Gene Amplification and Functional Diversification of Melanocortin 4 Receptor at an Extremely Polymorphic Locus Controlling Sexual Maturation in the Platyfish

In two swordtail species of the genus Xiphophorus, the onset of puberty has been shown to be modulated at the P locus by sequence polymorphism and gene copy-number variation affecting the type 4 melanocortin hormone receptor Mc4r. The system works through the interaction of two allelic types, one encoding wild type and the other dominant-negative receptors. We have analyzed the structure and evolution of the P locus in the platyfish Xiphophorus maculatus, where as many as nine alleles of P determining the onset of sexual maturity in males and females, fecundity in females, and adult size in males are located on both the X and Y chromosomes in a region linked to the master sex-determining locus. In this species, mc4r has been amplified to up to 10 copies on both the X and Y chromosomes through recent large serial duplications. Subsequently, mc4r paralogues have diverged considerably into many different subtypes.

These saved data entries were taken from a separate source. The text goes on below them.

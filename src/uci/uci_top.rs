//! UCI protocol front-end and command loop.
//!
//! Parses UCI commands, keeps the controller's position current, routes
//! `go` requests to the background search and emits protocol output. All
//! output goes through a channel so search progress from the worker thread
//! and replies from the command loop are written by a single printer.

use std::io::{self, BufRead, Write};
use std::sync::mpsc::{channel, Sender};
use std::sync::Arc;
use std::thread;

use log::{debug, info, warn};

use crate::engines::engine_trait::GoParams;
use crate::engines::search_controller::{PositionBase, PositionCommand, SearchController};
use crate::errors::{EngineError, EngineResult};
use crate::moves::attack_tables::AttackTables;
use crate::search::iterative_deepening::SearchResult;
use crate::search::search_config::SearchConfig;

const UCI_ENGINE_NAME: &str = concat!("Lynx Chess ", env!("CARGO_PKG_VERSION"));
const UCI_ENGINE_AUTHOR: &str = "the Lynx Chess developers";

pub fn run_stdio_loop(tables: Arc<AttackTables>, config: SearchConfig) -> io::Result<()> {
    let (out_tx, out_rx) = channel::<String>();
    let printer = thread::spawn(move || -> io::Result<()> {
        let stdout = io::stdout();
        let mut lock = stdout.lock();
        for line in out_rx {
            writeln!(lock, "{line}")?;
            lock.flush()?;
        }
        Ok(())
    });

    let mut uci = UciState::new(tables, config, out_tx);
    for line in io::stdin().lock().lines() {
        let line = line?;
        if uci.handle_command(&line) {
            break;
        }
    }

    // Closing the channel lets the printer drain and exit.
    drop(uci);
    printer
        .join()
        .map_err(|_| io::Error::other("printer thread panicked"))?
}

struct UciState {
    controller: SearchController,
    out: Sender<String>,
    debug_mode: bool,
}
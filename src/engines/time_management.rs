//! Clock handling for `go` commands.
//!
//! UCI passes raw clock data (`wtime/btime/winc/binc/movestogo/movetime`);
//! this module turns it into the soft and hard budgets the driver enforces.
//! The soft budget decides whether another iteration starts, the hard budget
//! cancels the running one.

use std::time::Duration;

use log::debug;

use crate::engines::engine_trait::GoParams;
use crate::game_state::chess_types::Side;
use crate::search::iterative_deepening::SearchLimits;
use crate::search::search_config::SearchConfig;

/// Resolve `go` parameters for `side_to_move` into search limits.
pub fn resolve_limits(side_to_move: Side, params: &GoParams, config: &SearchConfig) -> SearchLimits {
    let mut limits = SearchLimits {
        depth: params.depth,
        nodes: params.nodes,
        soft_time: None,
        hard_time: None,
    };

    // Pondering and infinite analysis run until told to stop.
    if params.infinite || params.ponder {
        return limits;
    }

    if let Some(movetime) = params.movetime_ms {
        let budget = Duration::from_millis(movetime.saturating_sub(config.move_overhead_ms).max(1));
        limits.soft_time = Some(budget);
        limits.hard_time = Some(budget);
        return limits;
    }

    let (remaining, increment) = match side_to_move {
        Side::Black => (params.btime_ms, params.binc_ms),
        _ => (params.wtime_ms, params.winc_ms),
    };
    if let Some(remaining) = remaining {
        let (soft, hard) = clock_budgets(remaining, increment.unwrap_or(0), params.movestogo, config);
        debug!("clock {remaining} ms: soft {soft} ms, hard {hard} ms");
        limits.soft_time = Some(Duration::from_millis(soft));
        limits.hard_time = Some(Duration::from_millis(hard));
    }

    limits
}

/// Soft and hard budgets in milliseconds for a running clock.
fn clock_budgets(
    remaining_ms: u64,
    increment_ms: u64,
    movestogo: Option<u32>,
    config: &SearchConfig,
) -> (u64, u64) {
    let left = remaining_ms.saturating_sub(config.move_overhead_ms).max(1) as f64;
    let moves_to_go = f64::from(movestogo.filter(|&m| m > 0).unwrap_or(config.default_moves_to_go).max(1));

    let base = left / moves_to_go + increment_ms as f64 * config.soft_time_base_increment_multiplier;
    let hard = (left * config.hard_time_bound_multiplier).max(1.0);
    let soft = (base * config.soft_time_bound_multiplier).clamp(1.0, hard);

    (soft as u64, hard as u64)
}
#[cfg(test)]
mod tests {
    use std::sync::atomic::{AtomicBool, Ordering};
    use std::sync::Arc;
    use std::time::Duration;

    use super::{SearchEngine, SearchLimits};
    use crate::game_state::position::Position;
    use crate::move_generation::move_generator::{generate_moves, has_legal_move, legal_moves};
    use crate::moves::attack_tables::AttackTables;
    use crate::search::board_scoring::{
        is_mate_score, BoardScorer, MaterialScorer, TaperedScorer, CHECKMATE_SCORE, DEPTH_FACTOR,
    };
    use crate::search::search_config::SearchConfig;
    use crate::test_support::tables;

    fn shared_tables() -> Arc<AttackTables> {
        Arc::new(tables().clone())
    }

    fn engine(config: SearchConfig) -> SearchEngine {
        SearchEngine::new(shared_tables(), config)
    }

    /// Unpruned negamax with the same depth-zero and terminal rules.
    fn minimax<S: BoardScorer>(position: &Position, scorer: &S, depth: u8) -> i32 {
        let tables = tables();
        if depth == 0 {
            return if has_legal_move(position, tables) {
                scorer.score(position, tables)
            } else {
                position.evaluate_final_position(tables, 0)
            };
        }

        generate_moves(position, tables, false)
            .into_iter()
            .map(|mv| position.apply_move(mv))
            .filter(|child| child.was_produced_by_valid_move(tables))
            .map(|child| -minimax(&child, scorer, depth - 1))
            .max()
            .unwrap_or_else(|| position.evaluate_final_position(tables, depth))
    }

    #[test]
    fn plain_alpha_beta_matches_minimax() {
        let fens = [
            "r3k2r/p1ppqpb1/bn2pnp1/3PN3/1p2P3/2N2Q1p/PPPBBPPP/R3K2R w KQkq - 0 1",
            "8/2p5/3p4/KP5r/1R3p1k/8/4P1P1/8 w - - 0 1",
            "rnbqkbnr/pppp1ppp/8/4p3/4P3/5N2/PPPP1PPP/RNBQKB1R b KQkq - 1 2",
            "6k1/5ppp/8/8/8/8/5PPP/R5K1 w - - 0 1",
        ];
        for fen in fens {
            let position = Position::from_fen(fen).expect("fen should parse");
            for depth in 1..=3u8 {
                let mut engine =
                    SearchEngine::with_scorer(shared_tables(), MaterialScorer, SearchConfig::plain());
                let result = engine.search(&position, &SearchLimits::depth(depth));
                assert_eq!(
                    result.score,
                    minimax(&position, &MaterialScorer, depth),
                    "{fen} at depth {depth}"
                );
            }
        }
    }

    #[test]
    fn finds_mate_in_one() {
        let position = Position::from_fen("6k1/5ppp/8/8/8/8/8/R5K1 w - - 0 1").expect("fen should parse");
        let result = engine(SearchConfig::default()).search(&position, &SearchLimits::depth(2));
        assert_eq!(result.best_move.map(|mv| mv.to_string()).as_deref(), Some("a1a8"));
        assert_eq!(result.score, CHECKMATE_SCORE + DEPTH_FACTOR);
        assert_eq!(result.mate_in(), Some(1));
    }

    #[test]
    fn prefers_the_faster_mate() {
        // Qg7 mates at once; slower mates are available too.
        let position = Position::from_fen("7k/8/5KQ1/8/8/8/8/8 w - - 0 1").expect("fen should parse");
        let tables = tables();
        let result = engine(SearchConfig::default()).search(&position, &SearchLimits::depth(4));
        let best = result.best_move.expect("a move is found");
        let after = position.apply_move(best);
        assert!(after.is_in_check(tables) && !has_legal_move(&after, tables));
        assert_eq!(result.score, CHECKMATE_SCORE + 3 * DEPTH_FACTOR);
        assert_eq!(result.pv.len(), 1);
        assert_eq!(result.mate_in(), Some(1));

        let plain = engine(SearchConfig::plain()).search(&position, &SearchLimits::depth(4));
        assert_eq!(plain.score, result.score);
        assert_eq!(plain.mate_in(), Some(1));
    }

    /// White mates in two: Rxd8+ Rxd8 Rxd8#.
    const DOUBLED_ROOK_MATE: &str = "2rr2k1/5ppp/8/8/8/8/3R4/3R2K1 w - - 0 1";

    #[test]
    fn plain_search_scores_a_mate_in_two_by_remaining_depth() {
        let position = Position::from_fen(DOUBLED_ROOK_MATE).expect("fen should parse");
        let result = engine(SearchConfig::plain()).search(&position, &SearchLimits::depth(4));
        let pv: Vec<String> = result.pv.iter().map(|mv| mv.to_string()).collect();
        assert_eq!(pv, ["d2d8", "c8d8", "d1d8"]);
        // Mated three plies down with one ply of depth left.
        assert_eq!(result.score, CHECKMATE_SCORE + DEPTH_FACTOR);
        assert_eq!(result.mate_in(), Some(2));
    }

    #[test]
    fn reductions_and_pruning_keep_the_forced_mate() {
        let position = Position::from_fen(DOUBLED_ROOK_MATE).expect("fen should parse");
        let plain = engine(SearchConfig::plain()).search(&position, &SearchLimits::depth(4));

        // Reduce every move after the first wherever depth allows.
        let mut aggressive = SearchConfig::default();
        aggressive.lmr_min_depth = 2;
        aggressive.lmr_min_full_depth_searched_moves = 1;
        aggressive.nmp_min_depth = 2;

        for config in [SearchConfig::default(), aggressive] {
            let full = engine(config).search(&position, &SearchLimits::depth(4));
            assert_eq!(full.best_move, plain.best_move);
            assert_eq!(full.mate_in(), plain.mate_in());
            assert!(is_mate_score(full.score) && full.score > 0);
        }
    }

    #[test]
    fn defender_sees_the_mate_it_cannot_avoid() {
        // Same position with Black to move after Rxd8+.
        let position =
            Position::from_fen("2rR2k1/5ppp/8/8/8/8/8/3R2K1 b - - 0 1").expect("fen should parse");
        let plain = engine(SearchConfig::plain()).search(&position, &SearchLimits::depth(3));
        let full = engine(SearchConfig::default()).search(&position, &SearchLimits::depth(3));
        assert_eq!(plain.best_move.map(|mv| mv.to_string()).as_deref(), Some("c8d8"));
        assert_eq!(full.best_move, plain.best_move);
        assert_eq!(plain.mate_in(), Some(-1));
        assert_eq!(full.mate_in(), Some(-1));
    }

    #[test]
    fn stalemate_scores_zero_with_empty_pv() {
        let position = Position::from_fen("7k/5Q2/6K1/8/8/8/8/8 b - - 0 1").expect("fen should parse");
        let result = engine(SearchConfig::default()).search(&position, &SearchLimits::depth(3));
        assert_eq!(result.score, 0);
        assert!(result.pv.is_empty());
        assert_eq!(result.best_move, None);
    }

    #[test]
    fn mated_root_returns_terminal_score_and_no_move() {
        let position = Position::from_fen("6k1/6Q1/6K1/8/8/8/8/8 b - - 0 1").expect("fen should parse");
        let result = engine(SearchConfig::default()).search(&position, &SearchLimits::depth(3));
        assert_eq!(result.score, -CHECKMATE_SCORE);
        assert_eq!(result.best_move, None);
        assert_eq!(result.ponder_move(), None);
        assert_eq!(result.depth, 0);
    }

    #[test]
    fn reports_every_completed_iteration() {
        let mut depths = Vec::new();
        let result = engine(SearchConfig::default()).search_with(
            &Position::start(),
            &SearchLimits::depth(4),
            None,
            |iteration| depths.push(iteration.depth),
        );
        assert_eq!(depths, vec![1, 2, 3, 4]);
        assert_eq!(result.depth, 4);
        let tables = tables();
        let best = result.best_move.expect("start position has moves");
        assert!(legal_moves(&Position::start(), tables).contains(&best));
    }

    #[test]
    fn stop_flag_keeps_the_first_iteration() {
        let flag = Arc::new(AtomicBool::new(true));
        let result = engine(SearchConfig::default()).search_with(
            &Position::start(),
            &SearchLimits::depth(10),
            Some(flag.clone()),
            |_| {},
        );
        assert!(flag.load(Ordering::Relaxed));
        assert_eq!(result.depth, 1);
        assert!(result.best_move.is_some());
        assert_eq!(result.pv.len(), 1);
    }

    #[test]
    fn node_budget_returns_last_completed_iteration() {
        let mut completed = Vec::new();
        let limits = SearchLimits {
            nodes: Some(2_000),
            ..SearchLimits::default()
        };
        let result = engine(SearchConfig::default()).search_with(
            &Position::start(),
            &limits,
            None,
            |iteration| completed.push(iteration.clone()),
        );
        let last = completed.last().expect("depth one always completes");
        assert_eq!(result.depth, last.depth);
        assert_eq!(result.pv, last.pv);
        assert!(result.depth < 64);
    }

    #[test]
    fn soft_time_stops_new_iterations() {
        let limits = SearchLimits {
            soft_time: Some(Duration::ZERO),
            ..SearchLimits::default()
        };
        let result = engine(SearchConfig::default()).search(&Position::start(), &limits);
        assert_eq!(result.depth, 1);
    }

    #[test]
    fn new_game_and_options_keep_the_engine_usable() {
        let mut engine = SearchEngine::with_scorer(shared_tables(), TaperedScorer, SearchConfig::default());
        engine.set_option("Hash", "2").expect("Hash accepts 2");
        assert_eq!(engine.config().transposition_table_size_mb, 2);
        assert!(engine.set_option("Hash", "0").is_err());

        let first = engine.search(&Position::start(), &SearchLimits::depth(3));
        engine.new_game();
        let second = engine.search(&Position::start(), &SearchLimits::depth(3));
        assert_eq!(first.score, second.score);
        assert_eq!(first.best_move, second.best_move);
    }
}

Certain copies have acquired new untranslated regions through genomic rearrangements, and transposable element insertions and other mutations have accumulated in promoter regions, possibly explaining observed deviations from the classical mc4r transcriptional pattern. In the mc4r-coding sequence, in-frame insertions and deletions as well as nonsense and missense mutations have generated a high diversity of Mc4r-predicted proteins. Most of these variants are expressed in embryos, adults, and/or tumors. Functional receptor characterization demonstrated major divergence in pharmacological behavior for Mc4r receptors encoded by different copies of platyfish mc4r, with differences in constitutive activity as well as binding and stimulation by hormones. The high degree of allelic and copy-number variation observed between individuals can explain the high level of polymorphism for sexual maturation, fecundity, and body size in the platyfish: multiple combinations of Mc4r variants with different biochemical properties might interact to modulate the melanocortin signaling that regulates the hypothalamus-pituitary-gonadal axis.